## INSTRUCTIONS FOR THE TASK
Print every record below exactly as written.

## Extracted records
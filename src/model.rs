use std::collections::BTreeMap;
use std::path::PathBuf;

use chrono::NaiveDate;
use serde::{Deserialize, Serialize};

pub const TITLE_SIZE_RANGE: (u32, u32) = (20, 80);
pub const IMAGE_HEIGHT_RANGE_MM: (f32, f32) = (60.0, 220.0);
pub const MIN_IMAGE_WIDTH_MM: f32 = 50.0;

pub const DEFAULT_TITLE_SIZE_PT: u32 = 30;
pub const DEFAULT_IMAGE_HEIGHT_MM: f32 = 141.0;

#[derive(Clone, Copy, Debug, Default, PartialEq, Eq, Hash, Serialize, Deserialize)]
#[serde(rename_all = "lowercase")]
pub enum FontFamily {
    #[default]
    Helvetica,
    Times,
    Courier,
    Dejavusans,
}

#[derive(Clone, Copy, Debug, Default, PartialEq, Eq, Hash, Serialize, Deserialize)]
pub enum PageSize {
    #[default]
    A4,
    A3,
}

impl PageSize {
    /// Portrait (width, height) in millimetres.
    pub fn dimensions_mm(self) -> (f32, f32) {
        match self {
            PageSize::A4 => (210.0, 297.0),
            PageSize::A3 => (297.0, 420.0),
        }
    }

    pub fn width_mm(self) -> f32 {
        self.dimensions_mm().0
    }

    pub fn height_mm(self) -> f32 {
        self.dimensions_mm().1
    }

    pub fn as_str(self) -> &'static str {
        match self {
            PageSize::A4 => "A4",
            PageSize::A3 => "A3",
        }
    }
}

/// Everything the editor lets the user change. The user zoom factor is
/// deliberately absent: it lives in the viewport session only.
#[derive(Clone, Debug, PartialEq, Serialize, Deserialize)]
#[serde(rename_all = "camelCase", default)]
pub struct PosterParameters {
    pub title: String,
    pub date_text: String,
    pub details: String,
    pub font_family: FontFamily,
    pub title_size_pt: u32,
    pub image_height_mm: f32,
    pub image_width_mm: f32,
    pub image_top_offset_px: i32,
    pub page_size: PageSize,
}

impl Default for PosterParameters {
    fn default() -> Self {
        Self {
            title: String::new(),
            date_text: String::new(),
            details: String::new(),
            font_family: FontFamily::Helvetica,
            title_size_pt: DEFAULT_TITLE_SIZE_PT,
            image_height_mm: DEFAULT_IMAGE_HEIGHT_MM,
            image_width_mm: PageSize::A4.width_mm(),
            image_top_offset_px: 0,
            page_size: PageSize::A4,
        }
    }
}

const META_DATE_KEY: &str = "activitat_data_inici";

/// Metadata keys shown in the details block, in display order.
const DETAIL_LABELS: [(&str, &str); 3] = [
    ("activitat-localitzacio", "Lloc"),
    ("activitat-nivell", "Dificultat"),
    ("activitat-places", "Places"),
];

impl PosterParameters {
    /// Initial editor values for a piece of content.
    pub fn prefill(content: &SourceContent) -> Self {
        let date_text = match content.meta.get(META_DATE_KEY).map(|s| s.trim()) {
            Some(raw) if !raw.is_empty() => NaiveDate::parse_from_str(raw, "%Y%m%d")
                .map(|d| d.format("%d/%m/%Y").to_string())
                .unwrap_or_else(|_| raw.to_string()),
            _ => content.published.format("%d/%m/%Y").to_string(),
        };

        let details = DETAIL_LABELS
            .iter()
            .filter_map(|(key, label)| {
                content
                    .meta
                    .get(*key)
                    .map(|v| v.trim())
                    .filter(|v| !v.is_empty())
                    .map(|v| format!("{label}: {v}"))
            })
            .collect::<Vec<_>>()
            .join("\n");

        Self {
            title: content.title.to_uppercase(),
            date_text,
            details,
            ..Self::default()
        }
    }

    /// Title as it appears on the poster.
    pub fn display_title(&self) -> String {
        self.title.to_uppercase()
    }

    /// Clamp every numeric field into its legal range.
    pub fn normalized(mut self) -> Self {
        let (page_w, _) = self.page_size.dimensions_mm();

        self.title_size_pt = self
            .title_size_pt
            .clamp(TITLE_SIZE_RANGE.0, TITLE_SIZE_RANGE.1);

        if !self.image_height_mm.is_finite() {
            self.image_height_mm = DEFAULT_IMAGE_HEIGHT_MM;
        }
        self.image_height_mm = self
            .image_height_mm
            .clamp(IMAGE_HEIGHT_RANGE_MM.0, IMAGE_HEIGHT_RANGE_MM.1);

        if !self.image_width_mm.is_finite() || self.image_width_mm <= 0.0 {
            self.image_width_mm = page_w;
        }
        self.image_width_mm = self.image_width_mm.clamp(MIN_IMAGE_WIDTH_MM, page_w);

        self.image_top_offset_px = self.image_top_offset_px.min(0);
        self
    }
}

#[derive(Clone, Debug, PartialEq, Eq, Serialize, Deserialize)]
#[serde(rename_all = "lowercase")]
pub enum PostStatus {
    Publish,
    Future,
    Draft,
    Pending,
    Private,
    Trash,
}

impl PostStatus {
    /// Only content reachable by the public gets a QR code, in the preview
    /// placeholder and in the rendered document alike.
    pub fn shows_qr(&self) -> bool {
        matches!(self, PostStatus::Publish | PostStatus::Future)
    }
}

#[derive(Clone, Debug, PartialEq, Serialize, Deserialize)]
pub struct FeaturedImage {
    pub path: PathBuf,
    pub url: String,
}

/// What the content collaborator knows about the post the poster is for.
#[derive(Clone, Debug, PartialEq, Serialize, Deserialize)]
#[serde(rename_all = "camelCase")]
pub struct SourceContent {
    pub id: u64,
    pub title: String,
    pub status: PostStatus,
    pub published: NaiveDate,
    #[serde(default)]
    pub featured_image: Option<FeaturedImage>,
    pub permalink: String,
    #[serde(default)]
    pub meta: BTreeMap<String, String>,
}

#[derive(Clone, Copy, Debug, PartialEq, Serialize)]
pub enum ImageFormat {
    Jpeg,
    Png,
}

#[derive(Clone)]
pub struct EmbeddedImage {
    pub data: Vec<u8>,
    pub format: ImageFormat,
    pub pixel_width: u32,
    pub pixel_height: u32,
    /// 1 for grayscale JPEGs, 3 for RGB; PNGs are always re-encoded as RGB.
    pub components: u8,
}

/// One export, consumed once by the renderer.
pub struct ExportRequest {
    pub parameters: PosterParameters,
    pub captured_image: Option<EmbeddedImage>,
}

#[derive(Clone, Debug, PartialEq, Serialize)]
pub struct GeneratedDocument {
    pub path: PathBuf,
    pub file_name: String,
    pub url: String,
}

## SOLUTION TO THIS TASK
filename src/model.rs
use std::collections::BTreeMap;
use std::path::PathBuf;

use chrono::NaiveDate;
use serde::{Deserialize, Serialize};

pub const TITLE_SIZE_RANGE: (u32, u32) = (20, 80);
pub const IMAGE_HEIGHT_RANGE_MM: (f32, f32) = (60.0, 220.0);
pub const MIN_IMAGE_WIDTH_MM: f32 = 50.0;

pub const DEFAULT_TITLE_SIZE_PT: u32 = 30;
pub const DEFAULT_IMAGE_HEIGHT_MM: f32 = 141.0;

#[derive(Clone, Copy, Debug, Default, PartialEq, Eq, Hash, Serialize, Deserialize)]
#[serde(rename_all = "lowercase")]
pub enum FontFamily {
    #[default]
    Helvetica,
    Times,
    Courier,
    Dejavusans,
}

#[derive(Clone, Copy, Debug, Default, PartialEq, Eq, Hash, Serialize, Deserialize)]
pub enum PageSize {
    #[default]
    A4,
    A3,
}

impl PageSize {
    /// Portrait (width, height) in millimetres.
    pub fn dimensions_mm(self) -> (f32, f32) {
        match self {
            PageSize::A4 => (210.0, 297.0),
            PageSize::A3 => (297.0, 420.0),
        }
    }

    pub fn width_mm(self) -> f32 {
        self.dimensions_mm().0
    }

    pub fn height_mm(self) -> f32 {
        self.dimensions_mm().1
    }

    pub fn as_str(self) -> &'static str {
        match self {
            PageSize::A4 => "A4",
            PageSize::A3 => "A3",
        }
    }
}

/// Everything the editor lets the user change. The user zoom factor is
/// deliberately absent: it lives in the viewport session only.
#[derive(Clone, Debug, PartialEq, Serialize, Deserialize)]
#[serde(rename_all = "camelCase", default)]
pub struct PosterParameters {
    pub title: String,
    pub date_text: String,
    pub details: String,
    pub font_family: FontFamily,
    pub title_size_pt: u32,
    pub image_height_mm: f32,
    pub image_width_mm: f32,
    pub image_top_offset_px: i32,
    pub page_size: PageSize,
}

impl Default for PosterParameters {
    fn default() -> Self {
        Self {
            title: String::new(),
            date_text: String::new(),
            details: String::new(),
            font_family: FontFamily::Helvetica,
            title_size_pt: DEFAULT_TITLE_SIZE_PT,
            image_height_mm: DEFAULT_IMAGE_HEIGHT_MM,
            image_width_mm: PageSize::A4.width_mm(),
            image_top_offset_px: 0,
            page_size: PageSize::A4,
        }
    }
}

const META_DATE_KEY: &str = "activitat_data_inici";

/// Metadata keys shown in the details block, in display order.
const DETAIL_LABELS: [(&str, &str); 3] = [
    ("activitat-localitzacio", "Lloc"),
    ("activitat-nivell", "Dificultat"),
    ("activitat-places", "Places"),
];

impl PosterParameters {
    /// Initial editor values for a piece of content.
    pub fn prefill(content: &SourceContent) -> Self {
        let date_text = match content.meta.get(META_DATE_KEY).map(|s| s.trim()) {
            Some(raw) if !raw.is_empty() => NaiveDate::parse_from_str(raw, "%Y%m%d")
                .map(|d| d.format("%d/%m/%Y").to_string())
                .unwrap_or_else(|_| raw.to_string()),
            _ => content.published.format("%d/%m/%Y").to_string(),
        };

        let details = DETAIL_LABELS
            .iter()
            .filter_map(|(key, label)| {
                content
                    .meta
                    .get(*key)
                    .map(|v| v.trim())
                    .filter(|v| !v.is_empty())
                    .map(|v| format!("{label}: {v}"))
            })
            .collect::<Vec<_>>()
            .join("\n");

        Self {
            title: content.title.to_uppercase(),
            date_text,
            details,
            ..Self::default()
        }
    }

    /// Title as it appears on the poster.
    pub fn display_title(&self) -> String {
        self.title.to_uppercase()
    }

    /// Clamp every numeric field into its legal range.
    pub fn normalized(mut self) -> Self {
        let (page_w, _) = self.page_size.dimensions_mm();

        self.title_size_pt = self
            .title_size_pt
            .clamp(TITLE_SIZE_RANGE.0, TITLE_SIZE_RANGE.1);

        if !self.image_height_mm.is_finite() {
            self.image_height_mm = DEFAULT_IMAGE_HEIGHT_MM;
        }
        self.image_height_mm = self
            .image_height_mm
            .clamp(IMAGE_HEIGHT_RANGE_MM.0, IMAGE_HEIGHT_RANGE_MM.1);

        if !self.image_width_mm.is_finite() || self.image_width_mm <= 0.0 {
            self.image_width_mm = page_w;
        }
        self.image_width_mm = self.image_width_mm.clamp(MIN_IMAGE_WIDTH_MM, page_w);

        self.image_top_offset_px = self.image_top_offset_px.min(0);
        self
    }
}

#[derive(Clone, Debug, PartialEq, Eq, Serialize, Deserialize)]
#[serde(rename_all = "lowercase")]
pub enum PostStatus {
    Publish,
    Future,
    Draft,
    Pending,
    Private,
    Trash,
}

impl PostStatus {
    /// Only content reachable by the public gets a QR code, in the preview
    /// placeholder and in the rendered document alike.
    pub fn shows_qr(&self) -> bool {
        matches!(self, PostStatus::Publish | PostStatus::Future)
    }
}

#[derive(Clone, Debug, PartialEq, Serialize, Deserialize)]
pub struct FeaturedImage {
    pub path: PathBuf,
    pub url: String,
}

/// What the content collaborator knows about the post the poster is for.
#[derive(Clone, Debug, PartialEq, Serialize, Deserialize)]
#[serde(rename_all = "camelCase")]
pub struct SourceContent {
    pub id: u64,
    pub title: String,
    pub status: PostStatus,
    pub published: NaiveDate,
    #[serde(default)]
    pub featured_image: Option<FeaturedImage>,
    pub permalink: String,
    #[serde(default)]
    pub meta: BTreeMap<String, String>,
}

#[derive(Clone, Copy, Debug, PartialEq, Serialize)]
pub enum ImageFormat {
    Jpeg,
    Png,
}

#[derive(Clone)]
pub struct EmbeddedImage {
    pub data: Vec<u8>,
    pub format: ImageFormat,
    pub pixel_width: u32,
    pub pixel_height: u32,
    /// 1 for grayscale JPEGs, 3 for RGB; PNGs are always re-encoded as RGB.
    pub components: u8,
}

/// One export, consumed once by the renderer.
pub struct ExportRequest {
    pub parameters: PosterParameters,
    pub captured_image: Option<EmbeddedImage>,
}

#[derive(Clone, Debug, PartialEq, Serialize)]
pub struct GeneratedDocument {
    pub path: PathBuf,
    pub file_name: String,
    pub url: String,
}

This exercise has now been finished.